Requirement -
Find the string "self" in the data, then copy every line where it is found.

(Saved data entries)
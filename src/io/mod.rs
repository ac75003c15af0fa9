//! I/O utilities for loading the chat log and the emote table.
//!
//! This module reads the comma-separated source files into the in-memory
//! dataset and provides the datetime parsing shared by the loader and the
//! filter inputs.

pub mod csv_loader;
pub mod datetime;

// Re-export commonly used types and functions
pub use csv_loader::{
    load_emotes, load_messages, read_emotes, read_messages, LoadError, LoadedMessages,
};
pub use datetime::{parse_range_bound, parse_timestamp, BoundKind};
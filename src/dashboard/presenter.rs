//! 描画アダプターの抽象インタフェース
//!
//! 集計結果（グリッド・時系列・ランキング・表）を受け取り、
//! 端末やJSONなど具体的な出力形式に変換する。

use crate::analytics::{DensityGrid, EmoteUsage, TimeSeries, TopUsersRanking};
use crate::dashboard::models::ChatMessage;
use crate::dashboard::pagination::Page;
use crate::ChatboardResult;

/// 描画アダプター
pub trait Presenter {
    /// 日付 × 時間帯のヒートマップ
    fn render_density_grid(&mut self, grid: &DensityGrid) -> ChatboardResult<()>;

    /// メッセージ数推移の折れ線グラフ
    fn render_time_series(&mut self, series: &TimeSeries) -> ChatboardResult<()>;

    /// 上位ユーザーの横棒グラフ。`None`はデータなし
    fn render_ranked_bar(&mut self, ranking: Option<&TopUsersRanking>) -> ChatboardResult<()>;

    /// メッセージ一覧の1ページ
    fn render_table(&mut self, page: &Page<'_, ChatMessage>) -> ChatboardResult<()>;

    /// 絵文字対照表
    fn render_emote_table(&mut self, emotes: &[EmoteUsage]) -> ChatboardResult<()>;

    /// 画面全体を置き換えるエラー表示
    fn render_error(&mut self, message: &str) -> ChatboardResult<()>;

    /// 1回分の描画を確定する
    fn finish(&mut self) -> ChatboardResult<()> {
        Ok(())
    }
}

Answer box -
    fn render_density_grid(&mut self, grid: &DensityGrid) -> ChatboardResult<()>;
    fn render_time_series(&mut self, series: &TimeSeries) -> ChatboardResult<()>;
    fn render_ranked_bar(&mut self, ranking: Option<&TopUsersRanking>) -> ChatboardResult<()>;
    fn render_table(&mut self, page: &Page<'_, ChatMessage>) -> ChatboardResult<()>;
    fn render_emote_table(&mut self, emotes: &[EmoteUsage]) -> ChatboardResult<()>;
    fn render_error(&mut self, message: &str) -> ChatboardResult<()>;
    fn finish(&mut self) -> ChatboardResult<()> {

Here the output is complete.